Stored data:
::::::::
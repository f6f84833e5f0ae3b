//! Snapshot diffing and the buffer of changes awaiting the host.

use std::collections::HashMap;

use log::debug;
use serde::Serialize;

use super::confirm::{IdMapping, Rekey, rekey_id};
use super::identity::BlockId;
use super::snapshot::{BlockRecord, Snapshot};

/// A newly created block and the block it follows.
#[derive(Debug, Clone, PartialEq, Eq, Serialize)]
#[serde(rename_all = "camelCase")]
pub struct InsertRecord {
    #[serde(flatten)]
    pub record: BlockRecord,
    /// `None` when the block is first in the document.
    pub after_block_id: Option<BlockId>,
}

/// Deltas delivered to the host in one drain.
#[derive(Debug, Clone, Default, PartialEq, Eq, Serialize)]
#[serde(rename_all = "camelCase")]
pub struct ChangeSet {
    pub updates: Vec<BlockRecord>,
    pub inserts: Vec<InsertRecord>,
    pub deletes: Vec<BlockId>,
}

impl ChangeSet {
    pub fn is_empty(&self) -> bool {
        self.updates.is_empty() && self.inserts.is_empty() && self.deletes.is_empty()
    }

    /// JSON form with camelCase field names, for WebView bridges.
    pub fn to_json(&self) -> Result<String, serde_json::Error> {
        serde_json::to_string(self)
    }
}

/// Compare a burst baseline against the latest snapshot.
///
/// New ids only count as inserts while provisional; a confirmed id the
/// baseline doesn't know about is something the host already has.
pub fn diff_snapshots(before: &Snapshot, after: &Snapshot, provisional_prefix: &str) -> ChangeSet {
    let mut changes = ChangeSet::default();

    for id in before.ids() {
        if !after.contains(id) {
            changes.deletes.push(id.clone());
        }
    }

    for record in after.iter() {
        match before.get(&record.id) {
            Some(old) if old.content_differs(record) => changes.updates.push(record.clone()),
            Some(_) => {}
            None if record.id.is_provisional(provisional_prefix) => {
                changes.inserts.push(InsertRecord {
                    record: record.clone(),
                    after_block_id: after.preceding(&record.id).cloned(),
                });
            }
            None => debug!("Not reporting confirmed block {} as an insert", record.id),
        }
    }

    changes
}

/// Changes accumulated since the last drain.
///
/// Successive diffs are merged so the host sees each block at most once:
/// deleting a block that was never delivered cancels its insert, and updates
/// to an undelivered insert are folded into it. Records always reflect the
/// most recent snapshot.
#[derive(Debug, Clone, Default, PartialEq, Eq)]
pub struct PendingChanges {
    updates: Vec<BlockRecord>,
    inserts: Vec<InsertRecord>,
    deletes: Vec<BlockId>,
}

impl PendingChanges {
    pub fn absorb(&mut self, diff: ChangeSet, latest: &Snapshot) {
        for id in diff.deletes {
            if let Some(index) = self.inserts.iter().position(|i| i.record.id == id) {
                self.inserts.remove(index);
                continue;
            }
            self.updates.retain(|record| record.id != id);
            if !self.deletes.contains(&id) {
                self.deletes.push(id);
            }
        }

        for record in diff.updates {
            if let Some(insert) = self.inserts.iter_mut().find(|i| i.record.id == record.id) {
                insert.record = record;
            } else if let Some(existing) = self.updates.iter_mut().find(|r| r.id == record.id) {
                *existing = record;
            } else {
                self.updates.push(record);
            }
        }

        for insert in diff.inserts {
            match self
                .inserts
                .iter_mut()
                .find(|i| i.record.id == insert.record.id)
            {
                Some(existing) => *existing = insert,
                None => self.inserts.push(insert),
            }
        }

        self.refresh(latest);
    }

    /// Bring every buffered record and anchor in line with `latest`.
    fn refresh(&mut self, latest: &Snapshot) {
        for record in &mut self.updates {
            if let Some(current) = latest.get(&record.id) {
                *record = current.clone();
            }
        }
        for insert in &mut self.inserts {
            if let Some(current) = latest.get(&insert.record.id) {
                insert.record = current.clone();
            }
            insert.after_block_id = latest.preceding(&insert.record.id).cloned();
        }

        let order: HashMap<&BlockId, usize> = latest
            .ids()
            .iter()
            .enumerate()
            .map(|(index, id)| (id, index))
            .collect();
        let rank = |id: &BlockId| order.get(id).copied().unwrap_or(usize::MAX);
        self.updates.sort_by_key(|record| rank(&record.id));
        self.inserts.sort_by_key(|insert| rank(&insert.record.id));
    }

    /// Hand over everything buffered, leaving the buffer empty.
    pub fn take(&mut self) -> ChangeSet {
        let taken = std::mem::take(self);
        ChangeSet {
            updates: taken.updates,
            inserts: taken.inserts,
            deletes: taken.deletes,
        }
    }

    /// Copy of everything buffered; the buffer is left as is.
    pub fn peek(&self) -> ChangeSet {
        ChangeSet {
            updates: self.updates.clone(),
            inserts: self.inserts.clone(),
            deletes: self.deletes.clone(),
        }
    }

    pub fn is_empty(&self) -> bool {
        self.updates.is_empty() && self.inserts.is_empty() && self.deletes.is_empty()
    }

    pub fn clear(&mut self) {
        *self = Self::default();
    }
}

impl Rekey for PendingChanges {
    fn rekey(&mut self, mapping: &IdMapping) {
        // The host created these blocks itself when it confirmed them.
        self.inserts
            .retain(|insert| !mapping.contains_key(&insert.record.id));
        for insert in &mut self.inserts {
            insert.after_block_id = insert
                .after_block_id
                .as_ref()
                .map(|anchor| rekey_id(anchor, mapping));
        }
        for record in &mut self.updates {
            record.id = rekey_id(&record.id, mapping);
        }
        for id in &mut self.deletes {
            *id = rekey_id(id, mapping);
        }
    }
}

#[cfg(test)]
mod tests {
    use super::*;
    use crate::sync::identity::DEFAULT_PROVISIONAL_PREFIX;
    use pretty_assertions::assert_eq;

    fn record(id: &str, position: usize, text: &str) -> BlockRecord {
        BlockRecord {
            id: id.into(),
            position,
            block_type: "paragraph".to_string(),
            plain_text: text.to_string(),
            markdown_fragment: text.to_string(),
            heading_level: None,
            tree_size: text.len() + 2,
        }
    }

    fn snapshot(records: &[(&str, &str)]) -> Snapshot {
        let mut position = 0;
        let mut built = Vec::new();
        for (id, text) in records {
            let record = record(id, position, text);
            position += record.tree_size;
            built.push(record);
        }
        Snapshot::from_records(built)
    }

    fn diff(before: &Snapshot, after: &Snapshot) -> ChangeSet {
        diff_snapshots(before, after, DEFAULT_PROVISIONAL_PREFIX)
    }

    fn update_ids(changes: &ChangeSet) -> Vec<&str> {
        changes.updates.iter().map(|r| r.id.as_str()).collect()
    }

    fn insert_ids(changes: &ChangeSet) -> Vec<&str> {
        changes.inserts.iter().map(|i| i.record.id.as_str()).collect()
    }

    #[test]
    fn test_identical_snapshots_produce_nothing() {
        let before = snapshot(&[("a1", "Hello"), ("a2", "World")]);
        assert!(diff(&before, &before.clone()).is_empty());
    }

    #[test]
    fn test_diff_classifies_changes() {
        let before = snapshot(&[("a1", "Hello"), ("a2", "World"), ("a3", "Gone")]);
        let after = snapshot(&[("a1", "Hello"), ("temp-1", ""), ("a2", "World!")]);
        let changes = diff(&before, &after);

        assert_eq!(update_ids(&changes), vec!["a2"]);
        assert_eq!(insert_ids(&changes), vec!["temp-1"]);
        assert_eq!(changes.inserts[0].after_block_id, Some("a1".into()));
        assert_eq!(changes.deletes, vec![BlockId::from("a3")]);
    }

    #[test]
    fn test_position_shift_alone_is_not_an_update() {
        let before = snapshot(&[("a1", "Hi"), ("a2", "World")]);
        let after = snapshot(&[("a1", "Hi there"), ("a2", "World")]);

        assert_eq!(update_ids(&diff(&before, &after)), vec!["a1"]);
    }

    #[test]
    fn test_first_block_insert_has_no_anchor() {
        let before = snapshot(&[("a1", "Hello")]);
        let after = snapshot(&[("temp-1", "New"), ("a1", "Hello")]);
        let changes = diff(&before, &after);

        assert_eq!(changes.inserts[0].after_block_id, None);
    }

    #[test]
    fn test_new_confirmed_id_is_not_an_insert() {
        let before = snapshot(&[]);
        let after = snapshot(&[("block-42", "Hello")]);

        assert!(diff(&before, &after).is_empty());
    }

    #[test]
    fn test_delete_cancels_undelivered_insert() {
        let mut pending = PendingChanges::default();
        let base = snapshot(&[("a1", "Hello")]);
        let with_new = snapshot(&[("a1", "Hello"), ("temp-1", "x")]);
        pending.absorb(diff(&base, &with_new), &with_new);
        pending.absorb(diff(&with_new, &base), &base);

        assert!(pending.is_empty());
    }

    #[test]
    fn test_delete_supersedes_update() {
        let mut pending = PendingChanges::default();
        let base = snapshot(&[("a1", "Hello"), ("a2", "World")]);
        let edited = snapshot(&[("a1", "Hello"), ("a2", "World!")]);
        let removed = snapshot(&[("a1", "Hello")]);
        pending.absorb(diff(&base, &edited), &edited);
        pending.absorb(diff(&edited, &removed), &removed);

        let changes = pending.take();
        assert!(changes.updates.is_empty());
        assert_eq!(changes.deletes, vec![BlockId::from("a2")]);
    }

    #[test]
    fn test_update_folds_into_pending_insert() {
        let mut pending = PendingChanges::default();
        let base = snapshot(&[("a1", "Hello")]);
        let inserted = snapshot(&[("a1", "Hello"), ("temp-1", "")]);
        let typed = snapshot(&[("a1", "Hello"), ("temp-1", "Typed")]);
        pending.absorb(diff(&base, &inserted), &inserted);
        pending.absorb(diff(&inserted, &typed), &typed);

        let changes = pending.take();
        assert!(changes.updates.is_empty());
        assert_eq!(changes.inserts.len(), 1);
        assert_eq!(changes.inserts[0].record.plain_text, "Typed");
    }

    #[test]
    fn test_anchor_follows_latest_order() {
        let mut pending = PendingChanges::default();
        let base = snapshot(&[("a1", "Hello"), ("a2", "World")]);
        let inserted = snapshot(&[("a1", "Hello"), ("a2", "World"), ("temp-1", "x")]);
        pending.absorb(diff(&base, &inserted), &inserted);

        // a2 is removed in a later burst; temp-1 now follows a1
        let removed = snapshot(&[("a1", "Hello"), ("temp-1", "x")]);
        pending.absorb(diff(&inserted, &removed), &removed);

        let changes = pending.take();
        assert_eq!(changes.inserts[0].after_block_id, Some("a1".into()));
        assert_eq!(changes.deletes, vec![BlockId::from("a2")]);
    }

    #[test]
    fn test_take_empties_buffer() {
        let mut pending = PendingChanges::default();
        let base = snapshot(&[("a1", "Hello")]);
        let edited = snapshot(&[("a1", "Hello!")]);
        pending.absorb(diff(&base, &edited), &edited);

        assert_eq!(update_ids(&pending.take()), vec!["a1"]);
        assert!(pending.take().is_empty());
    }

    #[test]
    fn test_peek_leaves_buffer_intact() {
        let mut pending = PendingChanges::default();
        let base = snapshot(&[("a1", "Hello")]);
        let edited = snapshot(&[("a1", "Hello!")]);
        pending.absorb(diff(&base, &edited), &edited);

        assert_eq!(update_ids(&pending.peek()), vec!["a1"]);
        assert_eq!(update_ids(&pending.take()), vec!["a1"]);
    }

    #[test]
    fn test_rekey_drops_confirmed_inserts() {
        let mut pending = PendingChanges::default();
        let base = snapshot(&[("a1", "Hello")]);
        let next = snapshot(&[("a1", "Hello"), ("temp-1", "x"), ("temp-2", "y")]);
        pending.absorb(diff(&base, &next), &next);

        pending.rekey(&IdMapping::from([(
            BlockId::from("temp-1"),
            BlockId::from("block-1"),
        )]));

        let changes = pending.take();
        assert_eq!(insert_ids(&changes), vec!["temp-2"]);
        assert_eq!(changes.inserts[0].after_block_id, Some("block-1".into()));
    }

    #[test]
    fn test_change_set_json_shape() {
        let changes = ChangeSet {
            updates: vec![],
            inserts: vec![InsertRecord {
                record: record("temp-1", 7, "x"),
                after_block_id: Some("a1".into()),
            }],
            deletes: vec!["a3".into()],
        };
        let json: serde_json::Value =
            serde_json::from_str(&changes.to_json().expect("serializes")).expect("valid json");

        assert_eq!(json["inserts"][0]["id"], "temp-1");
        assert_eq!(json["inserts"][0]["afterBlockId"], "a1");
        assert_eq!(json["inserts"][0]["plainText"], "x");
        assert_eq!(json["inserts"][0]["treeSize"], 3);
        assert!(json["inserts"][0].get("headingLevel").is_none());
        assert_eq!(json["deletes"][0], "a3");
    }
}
::::::::
Using the records above, restate word for word the lines from the one with "impl Rekey for" through the one with "use pretty_assertions::assert_eq;", both included.

Response box:
impl Rekey for PendingChanges {
    fn rekey(&mut self, mapping: &IdMapping) {
        // The host created these blocks itself when it confirmed them.
        self.inserts
            .retain(|insert| !mapping.contains_key(&insert.record.id));
        for insert in &mut self.inserts {
            insert.after_block_id = insert
                .after_block_id
                .as_ref()
                .map(|anchor| rekey_id(anchor, mapping));
        }
        for record in &mut self.updates {
            record.id = rekey_id(&record.id, mapping);
        }
        for id in &mut self.deletes {
            *id = rekey_id(id, mapping);
        }
    }
}

#[cfg(test)]
mod tests {
    use super::*;
    use crate::sync::identity::DEFAULT_PROVISIONAL_PREFIX;
    use pretty_assertions::assert_eq;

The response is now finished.